◆ Work request:
In the listing that follows, copy out each line that includes the word "MailboxSender".

◆ Task input:
##############################
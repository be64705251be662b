//! Channel adapter trait and related types.
//!
//! Every messaging channel (web API, chat platforms) implements
//! [`ChannelAdapter`], turning its webhook payloads into [`InboundMessage`]s
//! and delivering replies back to its users.

use crate::error::ChannelError;
use async_trait::async_trait;
use courier_conversation::MessageType;
use courier_core::UserId;
use serde::{Deserialize, Serialize};
use std::collections::BTreeMap;
use std::fmt;
use std::str::FromStr;

/// Known channel types.
#[derive(Debug, Clone, Copy, PartialEq, Eq, Hash, Serialize, Deserialize)]
#[serde(rename_all = "lowercase")]
pub enum ChannelType {
    /// Courier's own HTTP/WebSocket API.
    WebApi,
    /// Feishu (Lark) bot events.
    Feishu,
    /// Telegram Bot API updates.
    Telegram,
    /// Discord interactions.
    Discord,
    /// WhatsApp Business webhooks.
    WhatsApp,
    /// WeChat official account messages.
    WeChat,
    /// Signal messenger bridge.
    Signal,
}

impl ChannelType {
    /// The wire name used in routes and stored conversations.
    #[must_use]
    pub fn as_str(self) -> &'static str {
        match self {
            Self::WebApi => "webapi",
            Self::Feishu => "feishu",
            Self::Telegram => "telegram",
            Self::Discord => "discord",
            Self::WhatsApp => "whatsapp",
            Self::WeChat => "wechat",
            Self::Signal => "signal",
        }
    }
}

impl fmt::Display for ChannelType {
    fn fmt(&self, f: &mut fmt::Formatter<'_>) -> fmt::Result {
        f.write_str(self.as_str())
    }
}

impl FromStr for ChannelType {
    type Err = ChannelError;

    fn from_str(s: &str) -> Result<Self, Self::Err> {
        match s {
            "webapi" => Ok(Self::WebApi),
            "feishu" => Ok(Self::Feishu),
            "telegram" => Ok(Self::Telegram),
            "discord" => Ok(Self::Discord),
            "whatsapp" => Ok(Self::WhatsApp),
            "wechat" => Ok(Self::WeChat),
            "signal" => Ok(Self::Signal),
            other => Err(ChannelError::UnsupportedChannel {
                channel_type: other.to_string(),
            }),
        }
    }
}

/// A webhook call as received over HTTP.
#[derive(Debug, Clone, Default)]
pub struct WebhookRequest {
    /// Query string parameters.
    pub query: BTreeMap<String, String>,
    /// Raw request body.
    pub body: Vec<u8>,
}

impl WebhookRequest {
    /// A request with only a body.
    #[must_use]
    pub fn from_body(body: impl Into<Vec<u8>>) -> Self {
        Self {
            query: BTreeMap::new(),
            body: body.into(),
        }
    }
}

/// A message normalised from a channel's own format.
#[derive(Debug, Clone, PartialEq)]
pub struct InboundMessage {
    /// The channel it arrived on.
    pub channel: ChannelType,
    /// Payload kind.
    pub message_type: MessageType,
    /// Text content or media URL.
    pub content: String,
    /// The sending user, in the channel's namespace.
    pub user_id: UserId,
    /// Channel-specific conversation ID.
    pub channel_id: String,
}

/// Trait for channel adapters.
#[async_trait]
pub trait ChannelAdapter: Send + Sync {
    /// The channel this adapter serves.
    fn channel_type(&self) -> ChannelType;

    /// Parses a webhook call into a message.
    ///
    /// # Errors
    ///
    /// `InvalidPayload` if the request is not a message this adapter
    /// understands.
    fn parse_webhook(&self, request: &WebhookRequest) -> Result<InboundMessage, ChannelError>;

    /// Delivers `text` to `user_id` through the channel.
    ///
    /// # Errors
    ///
    /// `DeliveryFailed` if the channel rejected or could not take the message.
    async fn send_message(&self, user_id: &UserId, text: &str) -> Result<(), ChannelError>;
}
#[cfg(test)]
mod tests {
    use super::*;
    use crate::backend::EchoBackend;
    use crate::connection::Connection;
    use crate::durable::{CONVERSATION_TTL, InMemoryDurableCache};
    use crate::error::BackendError;
    use crate::hub::DEFAULT_COMMAND_BUFFER;
    use crate::message::Sender;
    use async_trait::async_trait;

    struct FailingBackend;

    #[async_trait]
    impl ConversationalBackend for FailingBackend {
        async fn reply(&self, _: ConversationId, _: &str) -> Result<String, BackendError> {
            Err(BackendError::Unavailable {
                message: "model offline".to_string(),
            })
        }
    }

    fn service_with(backend: Arc<dyn ConversationalBackend>) -> (MessageService, Hub) {
        let hub = Hub::spawn(DEFAULT_COMMAND_BUFFER);
        let store = Arc::new(SessionStore::new(
            Arc::new(InMemoryDurableCache::new()),
            CONVERSATION_TTL,
        ));
        (MessageService::new(store, hub.clone(), backend), hub)
    }

    fn service() -> MessageService {
        service_with(Arc::new(EchoBackend)).0
    }

    async fn conversation(service: &MessageService, user: &str) -> Conversation {
        service
            .create_conversation(UserId::from(user), Some("agent-1".to_string()), "webapi", "c1")
            .await
            .expect("create")
    }

    #[tokio::test]
    async fn first_user_message_names_conversation() {
        let service = service();
        let conv = conversation(&service, "u1").await;

        service
            .send_message(conv.id, NewMessage::user_text("hello"))
            .await
            .expect("send");

        let stored = service.get_conversation(conv.id).await.expect("get");
        assert_eq!(stored.title, "hello");
        assert_eq!(stored.messages[0].content, "hello");
        assert_eq!(stored.last_message, "hello");
        assert_eq!(stored.messages[0].receiver_id, "u1");
        assert_eq!(stored.messages[0].channel_id, "c1");
    }

    #[tokio::test]
    async fn later_messages_keep_the_title() {
        let service = service();
        let conv = conversation(&service, "u1").await;

        service
            .send_message(conv.id, NewMessage::bot_text("welcome"))
            .await
            .expect("send");
        service
            .send_message(conv.id, NewMessage::user_text("first question"))
            .await
            .expect("send");
        service
            .send_message(conv.id, NewMessage::user_text("second question"))
            .await
            .expect("send");

        let stored = service.get_conversation(conv.id).await.expect("get");
        assert_eq!(stored.title, "first question");
        assert_eq!(stored.last_message, "second question");
    }

    #[tokio::test]
    async fn renamed_title_is_never_derived_over() {
        let service = service();
        let conv = conversation(&service, "u1").await;

        service
            .rename_conversation(conv.id, "  Billing  ")
            .await
            .expect("rename");
        service
            .send_message(conv.id, NewMessage::user_text("hello"))
            .await
            .expect("send");

        let stored = service.get_conversation(conv.id).await.expect("get");
        assert_eq!(stored.title, "Billing");
    }

    #[tokio::test]
    async fn blank_inputs_are_rejected() {
        let service = service();
        let conv = conversation(&service, "u1").await;

        let err = service
            .rename_conversation(conv.id, "   ")
            .await
            .expect_err("blank title");
        assert!(matches!(
            err.current_context(),
            ConversationError::Validation { .. }
        ));

        let err = service
            .send_message(conv.id, NewMessage::user_text(""))
            .await
            .expect_err("blank content");
        assert!(matches!(
            err.current_context(),
            ConversationError::Validation { .. }
        ));

        let err = service
            .create_conversation(UserId::from(" "), None, "webapi", "")
            .await
            .expect_err("blank user");
        assert!(matches!(
            err.current_context(),
            ConversationError::Validation { .. }
        ));
    }

    #[tokio::test]
    async fn messages_come_back_in_send_order() {
        let service = service();
        let conv = conversation(&service, "u1").await;
        for i in 0..5 {
            service
                .send_message(
                    conv.id,
                    NewMessage::user_text(format!("m{i}")).with_type(MessageType::Command),
                )
                .await
                .expect("send");
        }

        let all = service.get_messages(conv.id, 0, 0).await.expect("page");
        let contents: Vec<_> = all.iter().map(|m| m.content.as_str()).collect();
        assert_eq!(contents, vec!["m0", "m1", "m2", "m3", "m4"]);

        let window = service.get_messages(conv.id, 2, 1).await.expect("page");
        assert_eq!(window.len(), 2);
        assert_eq!(window[0].content, "m1");

        assert!(
            service
                .get_messages(conv.id, 10, 99)
                .await
                .expect("page")
                .is_empty()
        );
        assert_eq!(
            service.get_messages(conv.id, 100, -3).await.expect("page").len(),
            5
        );
    }

    #[tokio::test]
    async fn missing_conversation_is_not_found() {
        let service = service();
        let err = service
            .get_messages(ConversationId::new(), 10, 0)
            .await
            .expect_err("missing");
        assert!(matches!(
            err.current_context(),
            ConversationError::NotFound { .. }
        ));

        let err = service
            .send_message(ConversationId::new(), NewMessage::user_text("x"))
            .await
            .expect_err("missing");
        assert!(matches!(
            err.current_context(),
            ConversationError::NotFound { .. }
        ));
    }

    #[tokio::test]
    async fn sent_messages_reach_the_owner_only() {
        let (service, hub) = service_with(Arc::new(EchoBackend));
        let conv = conversation(&service, "u1").await;

        let (phone, phone_tx, mut phone_rx) = Connection::open(UserId::from("u1"), None, 8);
        let (laptop, laptop_tx, mut laptop_rx) = Connection::open(UserId::from("u1"), None, 8);
        let (other, other_tx, mut other_rx) = Connection::open(UserId::from("u2"), None, 8);
        hub.register(phone, phone_tx).await;
        hub.register(laptop, laptop_tx).await;
        hub.register(other, other_tx).await;

        let sent = service
            .send_message(conv.id, NewMessage::user_text("m"))
            .await
            .expect("send");
        hub.connection_count().await;

        for rx in [&mut phone_rx, &mut laptop_rx] {
            let payload = rx.try_recv().expect("delivered");
            let delivered: Message = serde_json::from_str(&payload).expect("json");
            assert_eq!(delivered, sent);
        }
        assert!(other_rx.try_recv().is_err());
    }

    #[tokio::test(flavor = "multi_thread", worker_threads = 4)]
    async fn concurrent_senders_are_delivered_in_append_order() {
        let (service, hub) = service_with(Arc::new(EchoBackend));
        let service = Arc::new(service);
        let id = conversation(&service, "u1").await.id;
        let (device, tx, mut rx) = Connection::open(UserId::from("u1"), None, 4096);
        assert!(hub.register(device, tx).await);

        let producers: Vec<_> = (0..4)
            .map(|p| {
                let service = service.clone();
                tokio::spawn(async move {
                    for i in 0..250 {
                        service
                            .send_message(id, NewMessage::user_text(format!("p{p}-{i}")))
                            .await
                            .expect("send");
                    }
                })
            })
            .collect();
        for producer in producers {
            producer.await.expect("producer");
        }
        hub.connection_count().await;

        let stored: Vec<_> = service
            .get_conversation(id)
            .await
            .expect("get")
            .messages
            .into_iter()
            .map(|m| m.id)
            .collect();
        let mut delivered = Vec::new();
        while let Ok(payload) = rx.try_recv() {
            let message: Message = serde_json::from_str(&payload).expect("json");
            delivered.push(message.id);
        }
        assert_eq!(stored.len(), 1000);
        assert_eq!(delivered, stored);
    }

    #[tokio::test]
    async fn inbound_message_keeps_its_type() {
        let service = service();
        let conv = conversation(&service, "u1").await;

        service
            .process_inbound_message(conv.id, MessageType::Image, "https://cdn.example/a.png")
            .await
            .expect("reply");

        let stored = service.get_conversation(conv.id).await.expect("get");
        assert_eq!(stored.messages[0].message_type, MessageType::Image);
        assert_eq!(stored.messages[1].message_type, MessageType::Text);
    }

    #[tokio::test]
    async fn inbound_message_gets_a_bot_reply() {
        let service = service();
        let conv = conversation(&service, "u1").await;

        let reply = service
            .process_inbound_message(conv.id, MessageType::Text, "ping")
            .await
            .expect("reply");
        assert_eq!(reply.content, "Received: ping");
        assert_eq!(reply.sender, Sender::Bot);
        assert_eq!(reply.sender_id, "agent-1");

        let stored = service.get_conversation(conv.id).await.expect("get");
        assert_eq!(stored.message_count(), 2);
        assert_eq!(stored.messages[0].sender_id, "u1");
    }

    #[tokio::test]
    async fn backend_failure_keeps_the_inbound_message() {
        let (service, _hub) = service_with(Arc::new(FailingBackend));
        let conv = conversation(&service, "u1").await;

        let err = service
            .process_inbound_message(conv.id, MessageType::Text, "are you there?")
            .await
            .expect_err("backend down");
        assert!(matches!(
            err.current_context(),
            ConversationError::Upstream { .. }
        ));

        let stored = service.get_conversation(conv.id).await.expect("get");
        assert_eq!(stored.message_count(), 1);
        assert!(stored.messages[0].is_from_user());
        assert_eq!(stored.title, "are you there?");
    }

    #[tokio::test]
    async fn delete_is_idempotent() {
        let service = service();
        let conv = conversation(&service, "u1").await;

        service.delete_conversation(conv.id).await;
        service.delete_conversation(conv.id).await;

        assert!(service.get_conversation(conv.id).await.is_err());
        assert!(service.list_conversations(&UserId::from("u1")).await.is_empty());
    }
}
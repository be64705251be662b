//! Adapter for courier's own JSON web API.

use crate::adapter::{ChannelAdapter, ChannelType, InboundMessage, WebhookRequest};
use crate::error::ChannelError;
use async_trait::async_trait;
use courier_conversation::MessageType;
use courier_core::UserId;
use serde::Deserialize;
use tracing::debug;

#[derive(Debug, Deserialize)]
struct WebApiPayload {
    #[serde(rename = "type", default)]
    message_type: MessageType,
    content: String,
    user_id: String,
    #[serde(default)]
    channel_id: Option<String>,
}

/// Adapter for clients posting JSON to the webhook endpoint.
///
/// Web API users read replies over their WebSocket connections, which the
/// message service already feeds, so [`ChannelAdapter::send_message`] has
/// nothing left to deliver.
#[derive(Debug, Clone, Copy, Default)]
pub struct WebApiAdapter;

#[async_trait]
impl ChannelAdapter for WebApiAdapter {
    fn channel_type(&self) -> ChannelType {
        ChannelType::WebApi
    }

    fn parse_webhook(&self, request: &WebhookRequest) -> Result<InboundMessage, ChannelError> {
        let payload: WebApiPayload = serde_json::from_slice(&request.body)
            .map_err(|e| ChannelError::invalid_payload(e.to_string()))?;

        let user_id = UserId::new(payload.user_id);
        if user_id.is_empty() {
            return Err(ChannelError::invalid_payload("user_id is required"));
        }
        if payload.content.trim().is_empty() {
            return Err(ChannelError::invalid_payload("content is required"));
        }

        let channel_id = payload
            .channel_id
            .filter(|id| !id.is_empty())
            .unwrap_or_else(|| user_id.as_str().to_string());

        Ok(InboundMessage {
            channel: ChannelType::WebApi,
            message_type: payload.message_type,
            content: payload.content,
            user_id,
            channel_id,
        })
    }

    async fn send_message(&self, user_id: &UserId, text: &str) -> Result<(), ChannelError> {
        debug!(user_id = %user_id, len = text.len(), "web API reply delivered over live connections");
        Ok(())
    }
}
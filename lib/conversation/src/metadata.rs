//! Structured metadata attached to messages and conversations.

use serde::{Deserialize, Serialize};
use serde_json::Number;
use std::collections::BTreeMap;

/// A metadata map keyed by field name.
pub type Metadata = BTreeMap<String, MetadataValue>;

/// A single metadata value.
///
/// Covers the JSON shapes channels and clients actually attach. Serializes
/// as the plain JSON value, so a round trip through the durable tier or the
/// HTTP API is lossless.
#[derive(Debug, Clone, PartialEq, Serialize, Deserialize)]
#[serde(untagged)]
pub enum MetadataValue {
    /// A boolean flag.
    Bool(bool),
    /// An integer or floating point number.
    Number(Number),
    /// A text value.
    String(String),
    /// An ordered list of values.
    List(Vec<MetadataValue>),
    /// A nested record.
    Record(BTreeMap<String, MetadataValue>),
}

impl MetadataValue {
    /// Returns the string value, if this is a string.
    #[must_use]
    pub fn as_str(&self) -> Option<&str> {
        match self {
            Self::String(s) => Some(s),
            _ => None,
        }
    }

    /// Returns the value as an `i64`, if it is an integral number.
    #[must_use]
    pub fn as_i64(&self) -> Option<i64> {
        match self {
            Self::Number(n) => n.as_i64(),
            _ => None,
        }
    }

    /// Returns the nested record, if this is a record.
    #[must_use]
    pub fn as_record(&self) -> Option<&BTreeMap<String, MetadataValue>> {
        match self {
            Self::Record(r) => Some(r),
            _ => None,
        }
    }
}

impl From<&str> for MetadataValue {
    fn from(value: &str) -> Self {
        Self::String(value.to_string())
    }
}

impl From<String> for MetadataValue {
    fn from(value: String) -> Self {
        Self::String(value)
    }
}

impl From<i64> for MetadataValue {
    fn from(value: i64) -> Self {
        Self::Number(value.into())
    }
}

impl From<bool> for MetadataValue {
    fn from(value: bool) -> Self {
        Self::Bool(value)
    }
}
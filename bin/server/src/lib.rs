//! courier HTTP and WebSocket server.
//!
//! Exposes the conversation API, the live WebSocket endpoint and channel
//! webhooks over axum.

pub mod config;
pub mod error;
pub mod routes;
pub mod state;
pub mod ws;

pub use routes::router;
pub use state::AppState;
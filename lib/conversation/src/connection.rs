//! Live client connections and their protocol loops.
//!
//! Each connection runs two loops. The inbound loop reads frames from the
//! transport and hands user messages to the [`MessageService`]; the outbound
//! loop drains the connection's mailbox onto the transport and keeps the
//! link alive. Either loop that hits a terminal condition unregisters the
//! connection; the other notices (closed mailbox or Closing/Closed state)
//! and exits on its own.
//!
//! The loops are generic over a [`Stream`] and a [`Sink`] of [`Frame`]s so
//! any framed transport can drive them.

use crate::error::ConversationError;
use crate::hub::Hub;
use crate::message::MessageType;
use crate::service::MessageService;
use courier_core::{ConnectionId, ConversationId, UserId};
use futures::{Sink, SinkExt, Stream, StreamExt};
use serde::Deserialize;
use std::fmt::Display;
use std::sync::Arc;
use std::time::Duration;
use tokio::sync::{mpsc, watch};
use tokio::time::{Instant, MissedTickBehavior};
use tracing::{debug, instrument, warn};

/// Idle period after which the outbound loop sends a ping.
pub const KEEPALIVE_INTERVAL: Duration = Duration::from_secs(54);

/// Default capacity of a connection's outbound mailbox.
pub const DEFAULT_MAILBOX_CAPACITY: usize = 256;

/// Upper bound on queued items coalesced into one write.
const MAX_BATCH: usize = 64;

/// How long a closing transport gets to accept the close frame.
const CLOSE_TIMEOUT: Duration = Duration::from_secs(1);

/// Sending half of a connection's mailbox. Held only by the hub.
pub type MailboxSender = mpsc::Sender<Arc<str>>;

/// Receiving half of a connection's mailbox. Held by the outbound loop.
pub type MailboxReceiver = mpsc::Receiver<Arc<str>>;

/// Lifecycle of a connection. Only ever moves forward.
#[derive(Debug, Clone, Copy, PartialEq, Eq, PartialOrd, Ord)]
pub enum ConnectionState {
    /// Upgraded but not yet registered.
    Connecting,
    /// Registered and receiving fan-out.
    Active,
    /// A loop hit a terminal condition; teardown in progress.
    Closing,
    /// Removed from the hub; mailbox closed.
    Closed,
}

impl ConnectionState {
    /// Returns true once teardown has begun.
    #[must_use]
    pub fn is_terminating(self) -> bool {
        self >= Self::Closing
    }
}

/// A live client connection.
pub struct Connection {
    id: ConnectionId,
    user_id: UserId,
    conversation_id: Option<ConversationId>,
    state: watch::Sender<ConnectionState>,
}

impl Connection {
    /// Creates a connection and its bounded mailbox.
    #[must_use]
    pub fn open(
        user_id: UserId,
        conversation_id: Option<ConversationId>,
        mailbox_capacity: usize,
    ) -> (Arc<Self>, MailboxSender, MailboxReceiver) {
        let (tx, rx) = mpsc::channel(mailbox_capacity.max(1));
        let (state, _) = watch::channel(ConnectionState::Connecting);
        let connection = Arc::new(Self {
            id: ConnectionId::new(),
            user_id,
            conversation_id,
            state,
        });
        (connection, tx, rx)
    }

    /// Connection identifier.
    #[must_use]
    pub fn id(&self) -> ConnectionId {
        self.id
    }

    /// The user this connection belongs to.
    #[must_use]
    pub fn user_id(&self) -> &UserId {
        &self.user_id
    }

    /// Conversation bound at upgrade time, if any.
    #[must_use]
    pub fn conversation_id(&self) -> Option<ConversationId> {
        self.conversation_id
    }

    /// Current lifecycle state.
    #[must_use]
    pub fn state(&self) -> ConnectionState {
        *self.state.borrow()
    }

    /// Subscribes to lifecycle changes.
    #[must_use]
    pub fn subscribe_state(&self) -> watch::Receiver<ConnectionState> {
        self.state.subscribe()
    }

    /// Moves to `next` if it is later than the current state.
    ///
    /// Returns true if the state changed.
    pub fn transition(&self, next: ConnectionState) -> bool {
        self.state.send_if_modified(|current| {
            if next > *current {
                *current = next;
                true
            } else {
                false
            }
        })
    }
}

/// A transport frame, independent of the wire protocol.
#[derive(Debug, Clone, PartialEq, Eq)]
pub enum Frame {
    /// A complete text frame.
    Text(String),
    /// Liveness check.
    Ping,
    /// Liveness answer.
    Pong,
    /// Close request.
    Close,
}

/// Envelope of a client-to-server frame.
#[derive(Debug, Clone, Deserialize)]
pub struct InboundEnvelope {
    /// Frame kind; only `"message"` is acted on.
    #[serde(rename = "type")]
    pub kind: String,
    /// Message text.
    #[serde(default)]
    pub content: String,
    /// Channel the client is writing from.
    #[serde(default)]
    pub channel_id: String,
}

/// Reads frames until the transport ends or the connection starts closing.
///
/// Malformed frames are logged and skipped. On exit the connection is
/// unregistered.
#[instrument(skip_all, fields(connection_id = %connection.id(), user_id = %connection.user_id()))]
pub async fn run_inbound<S, E>(
    connection: Arc<Connection>,
    mut frames: S,
    hub: Hub,
    service: Arc<MessageService>,
) where
    S: Stream<Item = Result<Frame, E>> + Unpin + Send,
    E: Display,
{
    let mut state = connection.subscribe_state();

    loop {
        let frame = tokio::select! {
            frame = frames.next() => frame,
            () = wait_until_terminating(&mut state) => {
                debug!("connection closing, inbound loop exits");
                break;
            }
        };

        match frame {
            None => {
                debug!("transport ended");
                break;
            }
            Some(Err(e)) => {
                let error = ConversationError::Connection {
                    reason: e.to_string(),
                };
                debug!(%error, "transport read failed");
                break;
            }
            Some(Ok(Frame::Close)) => {
                debug!("client sent close frame");
                break;
            }
            Some(Ok(Frame::Ping | Frame::Pong)) => {}
            Some(Ok(Frame::Text(text))) => handle_text(&connection, &service, &text).await,
        }
    }

    connection.transition(ConnectionState::Closing);
    hub.unregister(&connection).await;
}

async fn wait_until_terminating(state: &mut watch::Receiver<ConnectionState>) {
    loop {
        if state.borrow_and_update().is_terminating() {
            return;
        }
        if state.changed().await.is_err() {
            return;
        }
    }
}

async fn handle_text(connection: &Connection, service: &MessageService, text: &str) {
    let envelope: InboundEnvelope = match serde_json::from_str(text) {
        Ok(envelope) => envelope,
        Err(e) => {
            warn!(error = %e, "discarding malformed frame");
            return;
        }
    };

    if envelope.kind != "message" {
        debug!(kind = %envelope.kind, "ignoring frame");
        return;
    }

    let Some(conversation_id) = connection.conversation_id() else {
        warn!("message frame on a connection without a conversation, discarded");
        return;
    };

    if let Err(report) = service
        .process_inbound_message(conversation_id, MessageType::Text, &envelope.content)
        .await
    {
        warn!(
            conversation_id = %conversation_id,
            channel_id = %envelope.channel_id,
            error = %report,
            "inbound message failed"
        );
    }
}

/// Drains the mailbox onto the transport until either side fails or the
/// connection is torn down.
///
/// Items already queued behind the first are coalesced into a single
/// newline-delimited text frame. After `keepalive` without outbound traffic
/// a ping is sent. Teardown interrupts a pending write and discards whatever
/// is still queued. On exit the connection is unregistered and the sink is
/// sent a close frame and closed, bounded by a short timeout.
#[instrument(skip_all, fields(connection_id = %connection.id(), user_id = %connection.user_id()))]
pub async fn run_outbound<K>(
    connection: Arc<Connection>,
    mut mailbox: MailboxReceiver,
    mut sink: K,
    hub: Hub,
    keepalive: Duration,
) where
    K: Sink<Frame> + Unpin + Send,
    K::Error: Display,
{
    let mut state = connection.subscribe_state();
    let mut idle = tokio::time::interval_at(Instant::now() + keepalive, keepalive);
    idle.set_missed_tick_behavior(MissedTickBehavior::Delay);

    loop {
        let frame = tokio::select! {
            biased;
            () = wait_until_terminating(&mut state) => {
                debug!("connection torn down, outbound loop exits");
                break;
            }
            item = mailbox.recv() => match item {
                Some(first) => Frame::Text(coalesce(&first, &mut mailbox)),
                None => {
                    debug!("mailbox closed");
                    break;
                }
            },
            _ = idle.tick() => Frame::Ping,
        };

        let is_traffic = matches!(frame, Frame::Text(_));
        let written = tokio::select! {
            result = sink.send(frame) => result,
            () = wait_until_terminating(&mut state) => {
                debug!("connection torn down during a write");
                break;
            }
        };
        if let Err(e) = written {
            let error = ConversationError::Connection {
                reason: e.to_string(),
            };
            debug!(%error, "transport write failed");
            break;
        }
        if is_traffic {
            idle.reset();
        }
    }

    connection.transition(ConnectionState::Closing);
    hub.unregister(&connection).await;
    drop(mailbox);

    let farewell = async {
        let _ = sink.send(Frame::Close).await;
        let _ = sink.close().await;
    };
    if tokio::time::timeout(CLOSE_TIMEOUT, farewell).await.is_err() {
        debug!("transport did not close in time, abandoned");
    }
}

fn coalesce(first: &str, mailbox: &mut MailboxReceiver) -> String {
    let mut batch = String::from(first);
    for _ in 1..MAX_BATCH {
        let Ok(next) = mailbox.try_recv() else {
            break;
        };
        batch.push('\n');
        batch.push_str(&next);
    }
    batch
}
##############################
◆ Solution:
pub type MailboxSender = mpsc::Sender<Arc<str>>;
    ) -> (Arc<Self>, MailboxSender, MailboxReceiver) {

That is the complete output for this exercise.